Saturday, June 23, 2012

Locate elderberry bushes now for pie later!

If you'd like to pick elderberries this year and haven't found a good patch yet, now is the time to find them.  They are very easy to spot by their shape, height, and flowers.  I have my husband drive me to likely locations while we both search, and I jot down notes as to where they can be found later.  Once the berries are ripe, they are almost impossible to see from any distance.  In fact, I've walked right past loaded shrubs without seeing the berries, even while looking intently for them.  Increase your chances of success by getting out there now and do some reconnaissance.
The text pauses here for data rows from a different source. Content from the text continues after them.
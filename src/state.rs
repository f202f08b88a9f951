use crate::key::{KeyMap, StateKey};
use crate::{Bounds, PlaceeId, PositionMode};

/// Last-known placement data for a single placee.
///
/// `anchor` is the caller's anchor specification, opaque to this engine; it
/// is recorded so the owning behaviour can skip redundant repositioning and
/// re-resolve on demand.
#[derive(Clone, Debug, PartialEq)]
#[cfg_attr(feature = "serde", derive(serde::Serialize, serde::Deserialize))]
pub struct PlaceeState<A> {
    pub mode: PositionMode,
    pub anchor: A,
    pub bounds: Option<Bounds>,
}

/// Per-component map from placee identifier to [`PlaceeState`].
///
/// Owned by the positioning-capable component instance that created it;
/// nothing else writes to it. Entries are overwritten on every placement
/// and removed by [`clear`](Self::clear) / [`clear_all`](Self::clear_all).
#[derive(Clone, Debug)]
pub struct PositioningState<A, K = PlaceeId> {
    entries: KeyMap<K, PlaceeState<A>>,
}

impl<A, K> Default for PositioningState<A, K> {
    fn default() -> Self {
        Self {
            entries: KeyMap::new(),
        }
    }
}

impl<A, K: StateKey> PositioningState<A, K> {
    pub fn new() -> Self {
        Self::default()
    }

    /// Unconditional overwrite.
    pub fn set(&mut self, id: K, data: PlaceeState<A>) {
        self.entries.insert(id, data);
    }

    /// Returns the record for `id`, or `None` when it was never placed (or
    /// was cleared).
    pub fn get(&self, id: &K) -> Option<&PlaceeState<A>> {
        self.entries.get(id)
    }

    /// Removes one entry. Missing ids are a no-op.
    pub fn clear(&mut self, id: &K) {
        self.entries.remove(id);
    }

    /// Empties the entire store; used on full component teardown/reset.
    pub fn clear_all(&mut self) {
        self.entries.clear();
    }

    pub fn is_empty(&self) -> bool {
        self.entries.is_empty()
    }

    pub fn len(&self) -> usize {
        self.entries.len()
    }
}
use alloc::string::String;
use alloc::vec::Vec;

use crate::detect::has_changes;
use crate::element::Element;
use crate::key::{KeyMap, StateKey};
use crate::position::PositionCss;
use crate::{Edge, PlaceeId, SignalKind, TransitionSignal};

/// Safety margin added to the derived transition duration when arming the
/// fallback deadline (one 60 Hz frame).
pub const FALLBACK_MARGIN_MS: u64 = 17;

/// Caller-facing animated-transition request: the class names that carry the
/// transition CSS, plus the edge properties to animate.
///
/// `properties` defaults to all four edges when unspecified.
#[derive(Clone, Debug, PartialEq, Eq)]
#[cfg_attr(feature = "serde", derive(serde::Serialize, serde::Deserialize))]
pub struct Transition {
    pub classes: Vec<String>,
    pub properties: Option<Vec<Edge>>,
}

impl Transition {
    pub fn new<I, S>(classes: I) -> Self
    where
        I: IntoIterator<Item = S>,
        S: Into<String>,
    {
        Self {
            classes: classes.into_iter().map(Into::into).collect(),
            properties: None,
        }
    }

    pub fn with_properties(mut self, properties: impl IntoIterator<Item = Edge>) -> Self {
        self.properties = Some(properties.into_iter().collect());
        self
    }

    /// Resolves defaults. Returns `None` when the request degrades to "no
    /// transition": no classes to manage, or an explicitly empty property
    /// set.
    pub fn detail(&self) -> Option<TransitionDetail> {
        let properties = match &self.properties {
            Some(props) => props.clone(),
            None => Edge::ALL.to_vec(),
        };
        if self.classes.is_empty() || properties.is_empty() {
            if !self.classes.is_empty() {
                pwarn!("transition requested with an empty property set; degrading to none");
            }
            return None;
        }
        Some(TransitionDetail {
            classes: self.classes.clone(),
            properties,
        })
    }
}

/// A validated transition request with defaults applied.
///
/// Invariant: `classes` and `properties` are both non-empty.
#[derive(Clone, Debug, PartialEq, Eq)]
#[cfg_attr(feature = "serde", derive(serde::Serialize, serde::Deserialize))]
pub struct TransitionDetail {
    pub classes: Vec<String>,
    pub properties: Vec<Edge>,
}

#[derive(Clone, Copy, Debug, PartialEq, Eq)]
enum Phase {
    /// Classes and intermediate styles are live; waiting for the host's
    /// transition-start signal.
    Priming,
    /// Start was confirmed; end/cancel listeners are bound.
    Running,
}

/// In-flight state for one placee's transition. There is never more than
/// one per placee: a new placement request replaces it wholesale.
struct Run<L> {
    classes: Vec<String>,
    start: Option<L>,
    end: Option<L>,
    cancel: Option<L>,
    deadline_ms: u64,
    phase: Phase,
}

impl<L> Run<L> {
    /// Unbinds every listener this run still owns. Exactly one release
    /// happens per run because the listeners are `take`n.
    fn release<E: Element<Listener = L>>(&mut self, element: &mut E) {
        for listener in [self.start.take(), self.end.take(), self.cancel.take()]
            .into_iter()
            .flatten()
        {
            element.unbind(listener);
        }
    }
}

/// The animated-transition state machine, keyed by placee.
///
/// Per placee the lifecycle is `Idle -> Priming -> Running -> Idle`, where
/// leaving `Running` happens on a genuine end signal (classes removed), a
/// cancel signal (classes left for the superseding transition), or the
/// fallback deadline (treated exactly like an end signal). The adapter
/// drives the machine with [`on_signal`](Self::on_signal) and
/// [`tick`](Self::tick).
pub struct Transitions<E: Element, K = PlaceeId> {
    runs: KeyMap<K, Run<E::Listener>>,
}

impl<E: Element, K> Default for Transitions<E, K> {
    fn default() -> Self {
        Self {
            runs: KeyMap::new(),
        }
    }
}

impl<E: Element, K> core::fmt::Debug for Transitions<E, K> {
    fn fmt(&self, f: &mut core::fmt::Formatter<'_>) -> core::fmt::Result {
        f.debug_struct("Transitions")
            .field("active", &self.runs.len())
            .finish()
    }
}

impl<E: Element, K: StateKey> Transitions<E, K> {
    pub fn new() -> Self {
        Self::default()
    }

    /// Whether a transition run is in flight for `id`.
    pub fn is_active(&self, id: &K) -> bool {
        self.runs.contains_key(id)
    }

    /// Starts the animated-transition protocol for a placement.
    ///
    /// No transition runs when the element was never positioned before (it
    /// would animate in from an undefined prior position) or when no watched
    /// property meaningfully changes; in that case any in-flight run is torn
    /// down, classes included, and `false` is returned.
    ///
    /// Otherwise the element is primed: the new `position` mode is set
    /// first (so computed reads reflect the new positioning context), the
    /// current computed values of the constrained edges are captured and
    /// re-applied as an intermediate snapshot holding the element visually
    /// in place, classes are reconciled to exactly `transition.classes`, and
    /// a reflow commits the starting point. The caller then applies the
    /// final descriptor; the browser animates from the snapshot.
    ///
    /// Returns `true` when a run was primed.
    pub fn prime(
        &mut self,
        id: K,
        element: &mut E,
        position: &PositionCss,
        transition: &TransitionDetail,
        now_ms: u64,
    ) -> bool {
        let was_placed = element.get_placement();
        let changed = has_changes(element, position, &transition.properties);
        if !was_placed || !changed {
            ptrace!(was_placed, changed, "prime: applying without animation");
            // Nothing supersedes an in-flight run here, so its classes
            // would be stranded if left behind.
            if let Some(mut run) = self.runs.remove(&id) {
                run.release(element);
                element.remove_classes(&run.classes);
            }
            return false;
        }

        // Supersede any in-flight run: its listeners and deadline die with
        // it, while classes shared with the new spec stay continuously
        // applied.
        let mut stale = Vec::new();
        if let Some(mut run) = self.runs.remove(&id) {
            pdebug!("prime: superseding in-flight transition");
            run.release(element);
            stale.extend(
                run.classes
                    .into_iter()
                    .filter(|class| !transition.classes.contains(class)),
            );
        }

        // The new mode first, so the computed snapshot below is taken in the
        // new positioning context.
        element.set_position_mode(position.mode);

        // Current computed values for the edges the descriptor constrains;
        // unconstrained edges are dropped from the intermediate state too.
        let snapshot: Vec<(Edge, Option<String>)> = Edge::ALL
            .into_iter()
            .map(|edge| {
                let value = position.edge(edge).and_then(|_| element.computed_edge(edge));
                (edge, value)
            })
            .collect();

        if !stale.is_empty() {
            element.remove_classes(&stale);
        }
        for (edge, value) in &snapshot {
            match value {
                Some(value) => element.set_style((*edge).into(), value),
                None => element.remove_style((*edge).into()),
            }
        }
        element.add_classes(&transition.classes);
        element.reflow();

        let deadline_ms = now_ms
            .saturating_add(fallback_duration_ms(element))
            .saturating_add(FALLBACK_MARGIN_MS);

        // End/cancel listeners are bound lazily once a start signal confirms
        // the transition actually began; binding them now could react to an
        // unrelated, stale transition.
        let start = element.bind(SignalKind::Start);
        self.runs.insert(
            id,
            Run {
                classes: transition.classes.clone(),
                start: Some(start),
                end: None,
                cancel: None,
                deadline_ms,
                phase: Phase::Priming,
            },
        );
        true
    }

    /// Delivers a host transition signal for `id`.
    ///
    /// Signals with no matching bound listener are ignored, as are end and
    /// cancel signals originating from pseudo-elements.
    pub fn on_signal(&mut self, id: &K, element: &mut E, signal: TransitionSignal) {
        match signal.kind {
            SignalKind::Start => {
                let Some(run) = self.runs.get_mut(id) else {
                    return;
                };
                if run.phase != Phase::Priming {
                    return;
                }
                if let Some(listener) = run.start.take() {
                    element.unbind(listener);
                }
                run.end = Some(element.bind(SignalKind::End));
                run.cancel = Some(element.bind(SignalKind::Cancel));
                run.phase = Phase::Running;
                ptrace!("transition running");
            }
            SignalKind::End | SignalKind::Cancel => {
                if signal.pseudo_element {
                    return;
                }
                if !matches!(self.runs.get(id).map(|run| run.phase), Some(Phase::Running)) {
                    return;
                }
                if let Some(mut run) = self.runs.remove(id) {
                    run.release(element);
                    if signal.kind == SignalKind::End {
                        element.remove_classes(&run.classes);
                        ptrace!("transition completed");
                    } else {
                        // Cancellation means a new transition superseded
                        // this one and is already managing the classes.
                        ptrace!("transition cancelled");
                    }
                }
            }
        }
    }

    /// Advances the fallback deadline for `id`.
    ///
    /// When neither end nor cancel arrived in time, performs the same
    /// cleanup as a genuine end signal. Guards against hosts and styles that
    /// never deliver a completion signal (zero durations, `display: none`
    /// interruptions).
    pub fn tick(&mut self, id: &K, element: &mut E, now_ms: u64) {
        let expired = self
            .runs
            .get(id)
            .is_some_and(|run| now_ms >= run.deadline_ms);
        if !expired {
            return;
        }
        pdebug!(now_ms, "transition fallback deadline reached");
        if let Some(mut run) = self.runs.remove(id) {
            run.release(element);
            element.remove_classes(&run.classes);
        }
    }

    /// Tears down any in-flight run for `id`, removing its classes and
    /// releasing its listeners. Used on behaviour reset.
    pub fn stop(&mut self, id: &K, element: &mut E) {
        if let Some(mut run) = self.runs.remove(id) {
            run.release(element);
            element.remove_classes(&run.classes);
        }
    }
}

/// Parses one CSS time token (`"0.3s"`, `"200ms"`) to milliseconds.
/// Unparsable tokens degrade to zero.
fn parse_time_ms(token: &str) -> f64 {
    let token = token.trim();
    if let Some(number) = token.strip_suffix("ms") {
        number.trim().parse().unwrap_or(0.0)
    } else if let Some(number) = token.strip_suffix('s') {
        number.trim().parse::<f64>().map_or(0.0, |v| v * 1000.0)
    } else {
        token.parse().unwrap_or(0.0)
    }
}

fn parse_time_list(declaration: Option<String>) -> Vec<f64> {
    declaration
        .as_deref()
        .map(|decl| decl.split(',').map(parse_time_ms).collect())
        .unwrap_or_default()
}

/// Derives the fallback duration from the element's configured transition
/// times: per comma-separated declaration, duration plus its positional
/// delay (missing delay counts as zero), maxed across declarations.
///
/// Fractional milliseconds round up; truncation would shave the deadline
/// short of the real transition.
pub(crate) fn fallback_duration_ms<E: Element>(element: &E) -> u64 {
    let durations = parse_time_list(element.transition_duration());
    let delays = parse_time_list(element.transition_delay());

    let mut longest = 0.0_f64;
    for (i, duration) in durations.iter().enumerate() {
        let delay = delays.get(i).copied().unwrap_or(0.0);
        let total = duration + delay;
        if total > longest {
            longest = total;
        }
    }
    let whole = longest as u64;
    if (whole as f64) < longest {
        whole + 1
    } else {
        whole
    }
}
Although it is getting a little late here in New England to spot elderberries from a distance by the flowers, you can still find them.  These pictures were taken a few weeks ago and not published due to a big computer crash, so look for bushes now that have fewer white flowers and lots of fallen petals and teensy developing berries.  Right now, most of the bushes I've seen have about half white flowers and half developing berries.

Close-up of a new elderflower

Although they commonly grow near water, they are also to be found in sunny areas on the brushy edges of fields and along the edges of woods.

Once you know what they look like, they appear everywhere.  Many grow alongside highways and busy roads.  Reject these, as the berries will be polluted by exhaust fumes from passing vehicles.

Along the edge of a wooded area

I looked in areas where I could go back and pick without getting into too much trouble....mostly around commercial and public buildings where there are unkempt areas at the back of the parking lot.  There are some nice ones next to the post office in one town, to remain unnamed (wink-wink!)  I can go pick the berries after hours and on weekends, when the building is empty and no one will notice.  I don't go where there are no trespassing signs, however.

Notice the distinct leaves and flowers.

A distance view of elderberries next to a pond.  These were cut to the ground last year, and I hope the farmer neglects this task until after I can get to the berries this year.  They recover quickly enough to put out berries within one season.

Elderberries should not be eaten raw, as they are poisonous unless cooked, dried, or fermented.  This is to our advantage, as the birds leave them alone.  More for us!  They have enormous food and medicinal value, containing powerful antioxidants and immune-stimulating effects.  And, properly prepared, they are rather delicious, have a delightful texture, and have a gorgeous color.  I love them in pie, in sauce for chevre with or without other fruits, and made into wine.  The flowers make a wonderful tincture that can help with immunity during cold and flu season, or can be made into wine or mead.

More on what to do with them when it is time to pick them.  For now, locate some bushes and you won't regret it, I assure you!  They grow in many areas around the globe, so do a quick google search to see if they grow in your part of the world.  I bet they do!


  1. I see these all over the place here!!!! I just thought they were weeds too! Yea!!!! I'm going to have to try them. Maybe make some jelly.

  2. They are only weeds if you don't want them! Be sure to save some for pie, too. It is delicious!